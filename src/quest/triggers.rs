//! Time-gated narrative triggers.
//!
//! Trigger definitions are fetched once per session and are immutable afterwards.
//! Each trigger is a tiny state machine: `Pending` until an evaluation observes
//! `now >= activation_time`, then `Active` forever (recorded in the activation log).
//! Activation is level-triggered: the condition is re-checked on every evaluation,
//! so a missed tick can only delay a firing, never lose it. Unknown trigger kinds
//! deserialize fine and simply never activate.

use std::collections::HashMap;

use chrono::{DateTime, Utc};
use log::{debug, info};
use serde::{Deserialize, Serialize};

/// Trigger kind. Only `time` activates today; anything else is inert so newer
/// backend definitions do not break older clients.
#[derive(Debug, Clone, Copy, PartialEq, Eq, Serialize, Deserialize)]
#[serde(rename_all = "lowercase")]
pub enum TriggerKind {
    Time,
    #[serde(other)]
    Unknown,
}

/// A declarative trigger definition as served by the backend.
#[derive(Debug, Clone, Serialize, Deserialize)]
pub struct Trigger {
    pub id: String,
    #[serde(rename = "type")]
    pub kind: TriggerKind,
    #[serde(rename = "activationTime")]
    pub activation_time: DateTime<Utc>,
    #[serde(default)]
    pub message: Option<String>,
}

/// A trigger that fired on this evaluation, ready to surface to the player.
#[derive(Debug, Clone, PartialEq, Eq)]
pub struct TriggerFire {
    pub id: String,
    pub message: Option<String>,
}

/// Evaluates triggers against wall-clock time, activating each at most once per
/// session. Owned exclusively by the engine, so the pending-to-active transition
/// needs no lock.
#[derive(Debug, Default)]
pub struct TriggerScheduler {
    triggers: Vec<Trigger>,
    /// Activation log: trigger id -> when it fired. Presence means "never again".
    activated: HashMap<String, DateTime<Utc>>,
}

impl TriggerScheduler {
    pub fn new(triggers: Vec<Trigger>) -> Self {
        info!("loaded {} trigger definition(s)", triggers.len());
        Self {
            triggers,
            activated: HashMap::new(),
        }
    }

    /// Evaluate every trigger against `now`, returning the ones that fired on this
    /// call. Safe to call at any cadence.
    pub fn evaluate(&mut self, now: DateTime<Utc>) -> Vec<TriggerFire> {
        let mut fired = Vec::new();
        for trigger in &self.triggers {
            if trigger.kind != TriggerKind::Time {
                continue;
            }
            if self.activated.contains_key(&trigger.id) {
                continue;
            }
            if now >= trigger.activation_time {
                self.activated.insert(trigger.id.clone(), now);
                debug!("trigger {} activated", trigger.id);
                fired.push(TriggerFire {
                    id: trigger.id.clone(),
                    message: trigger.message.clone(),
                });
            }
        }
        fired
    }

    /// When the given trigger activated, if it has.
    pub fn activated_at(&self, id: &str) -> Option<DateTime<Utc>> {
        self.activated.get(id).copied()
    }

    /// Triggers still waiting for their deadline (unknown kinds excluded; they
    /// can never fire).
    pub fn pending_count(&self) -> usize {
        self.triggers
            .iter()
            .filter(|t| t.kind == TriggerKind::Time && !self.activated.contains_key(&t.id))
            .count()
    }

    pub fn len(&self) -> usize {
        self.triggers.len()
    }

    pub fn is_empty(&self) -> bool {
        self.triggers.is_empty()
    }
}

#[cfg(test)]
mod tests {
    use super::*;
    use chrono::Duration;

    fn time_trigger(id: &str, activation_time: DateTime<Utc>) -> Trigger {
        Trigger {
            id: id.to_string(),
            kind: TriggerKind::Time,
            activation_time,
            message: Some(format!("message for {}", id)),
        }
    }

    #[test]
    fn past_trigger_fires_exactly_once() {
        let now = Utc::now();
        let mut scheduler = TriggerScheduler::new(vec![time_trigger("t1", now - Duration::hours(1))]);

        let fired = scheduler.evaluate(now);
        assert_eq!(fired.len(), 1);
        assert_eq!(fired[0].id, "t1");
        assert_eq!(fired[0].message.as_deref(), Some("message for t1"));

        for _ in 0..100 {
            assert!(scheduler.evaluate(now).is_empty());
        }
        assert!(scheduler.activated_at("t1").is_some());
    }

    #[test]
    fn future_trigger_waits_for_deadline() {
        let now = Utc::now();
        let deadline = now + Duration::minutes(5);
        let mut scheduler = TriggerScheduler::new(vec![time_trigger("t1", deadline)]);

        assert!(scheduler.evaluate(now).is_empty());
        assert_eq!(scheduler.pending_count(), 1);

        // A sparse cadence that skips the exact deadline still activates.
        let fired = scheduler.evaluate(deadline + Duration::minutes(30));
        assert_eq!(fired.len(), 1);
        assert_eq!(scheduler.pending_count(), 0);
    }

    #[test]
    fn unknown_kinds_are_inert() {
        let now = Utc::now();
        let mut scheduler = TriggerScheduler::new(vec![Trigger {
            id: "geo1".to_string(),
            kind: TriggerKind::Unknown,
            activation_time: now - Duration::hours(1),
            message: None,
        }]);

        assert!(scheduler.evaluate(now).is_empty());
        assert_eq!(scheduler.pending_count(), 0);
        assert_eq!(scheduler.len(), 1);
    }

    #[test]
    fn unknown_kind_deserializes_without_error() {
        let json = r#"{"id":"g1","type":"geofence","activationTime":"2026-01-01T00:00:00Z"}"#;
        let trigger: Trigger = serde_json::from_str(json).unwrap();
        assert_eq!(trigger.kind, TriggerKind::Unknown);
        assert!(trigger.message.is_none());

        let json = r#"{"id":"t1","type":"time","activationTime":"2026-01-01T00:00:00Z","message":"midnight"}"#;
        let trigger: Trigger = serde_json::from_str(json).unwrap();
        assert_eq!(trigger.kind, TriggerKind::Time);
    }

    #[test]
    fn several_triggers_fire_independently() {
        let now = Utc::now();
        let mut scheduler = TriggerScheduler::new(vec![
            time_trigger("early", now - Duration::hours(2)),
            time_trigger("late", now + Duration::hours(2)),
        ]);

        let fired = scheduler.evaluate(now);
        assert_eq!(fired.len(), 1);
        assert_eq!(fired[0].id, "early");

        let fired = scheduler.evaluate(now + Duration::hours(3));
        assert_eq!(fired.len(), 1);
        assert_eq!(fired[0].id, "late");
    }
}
==
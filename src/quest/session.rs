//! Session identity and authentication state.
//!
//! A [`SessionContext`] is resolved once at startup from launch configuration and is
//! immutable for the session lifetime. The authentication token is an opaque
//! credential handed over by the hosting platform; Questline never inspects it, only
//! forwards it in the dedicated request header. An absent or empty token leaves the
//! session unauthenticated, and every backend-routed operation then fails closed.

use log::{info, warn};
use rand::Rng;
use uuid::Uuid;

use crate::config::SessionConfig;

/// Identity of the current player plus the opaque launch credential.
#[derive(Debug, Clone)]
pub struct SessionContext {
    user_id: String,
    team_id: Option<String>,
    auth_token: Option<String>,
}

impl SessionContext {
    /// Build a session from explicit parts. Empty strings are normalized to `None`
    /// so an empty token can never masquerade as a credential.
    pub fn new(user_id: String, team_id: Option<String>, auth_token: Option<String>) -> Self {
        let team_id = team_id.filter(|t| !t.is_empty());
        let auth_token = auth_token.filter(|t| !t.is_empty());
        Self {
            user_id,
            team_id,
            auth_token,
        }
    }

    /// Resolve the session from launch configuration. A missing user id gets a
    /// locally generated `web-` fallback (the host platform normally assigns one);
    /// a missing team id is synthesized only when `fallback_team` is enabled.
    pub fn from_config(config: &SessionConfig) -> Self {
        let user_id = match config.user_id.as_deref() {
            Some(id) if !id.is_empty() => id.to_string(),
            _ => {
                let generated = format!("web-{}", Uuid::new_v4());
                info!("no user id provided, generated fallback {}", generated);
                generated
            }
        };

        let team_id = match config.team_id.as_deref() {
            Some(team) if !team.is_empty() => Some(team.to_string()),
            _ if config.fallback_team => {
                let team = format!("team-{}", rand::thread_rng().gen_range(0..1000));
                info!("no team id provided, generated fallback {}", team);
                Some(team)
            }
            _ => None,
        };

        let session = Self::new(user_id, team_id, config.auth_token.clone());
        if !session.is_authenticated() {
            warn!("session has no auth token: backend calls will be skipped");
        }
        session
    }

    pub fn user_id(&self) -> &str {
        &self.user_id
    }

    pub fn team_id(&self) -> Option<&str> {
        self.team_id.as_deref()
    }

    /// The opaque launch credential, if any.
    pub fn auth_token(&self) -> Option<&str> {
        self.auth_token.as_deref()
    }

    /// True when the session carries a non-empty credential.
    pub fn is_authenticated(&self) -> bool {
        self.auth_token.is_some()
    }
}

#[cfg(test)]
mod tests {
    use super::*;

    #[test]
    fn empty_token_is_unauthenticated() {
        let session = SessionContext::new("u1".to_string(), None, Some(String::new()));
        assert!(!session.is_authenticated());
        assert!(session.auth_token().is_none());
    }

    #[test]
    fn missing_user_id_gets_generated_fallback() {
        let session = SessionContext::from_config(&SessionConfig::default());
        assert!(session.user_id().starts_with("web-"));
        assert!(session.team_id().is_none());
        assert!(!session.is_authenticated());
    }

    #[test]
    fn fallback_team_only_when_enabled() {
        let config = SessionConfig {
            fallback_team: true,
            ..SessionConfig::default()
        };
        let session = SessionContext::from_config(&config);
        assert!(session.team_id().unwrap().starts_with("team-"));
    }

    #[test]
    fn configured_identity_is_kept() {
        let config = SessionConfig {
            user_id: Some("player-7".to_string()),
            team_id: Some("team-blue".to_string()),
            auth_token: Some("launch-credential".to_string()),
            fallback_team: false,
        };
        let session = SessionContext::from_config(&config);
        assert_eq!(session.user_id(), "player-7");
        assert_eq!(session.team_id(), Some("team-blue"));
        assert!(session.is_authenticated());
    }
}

WORK ORDER
In the listing, return each line containing the string "Option".

OUTPUT OF THE EXERCISE
    pub message: Option<String>,
    pub message: Option<String>,
    pub fn activated_at(&self, id: &str) -> Option<DateTime<Utc>> {
    team_id: Option<String>,
    auth_token: Option<String>,
    pub fn new(user_id: String, team_id: Option<String>, auth_token: Option<String>) -> Self {
    pub fn team_id(&self) -> Option<&str> {
    pub fn auth_token(&self) -> Option<&str> {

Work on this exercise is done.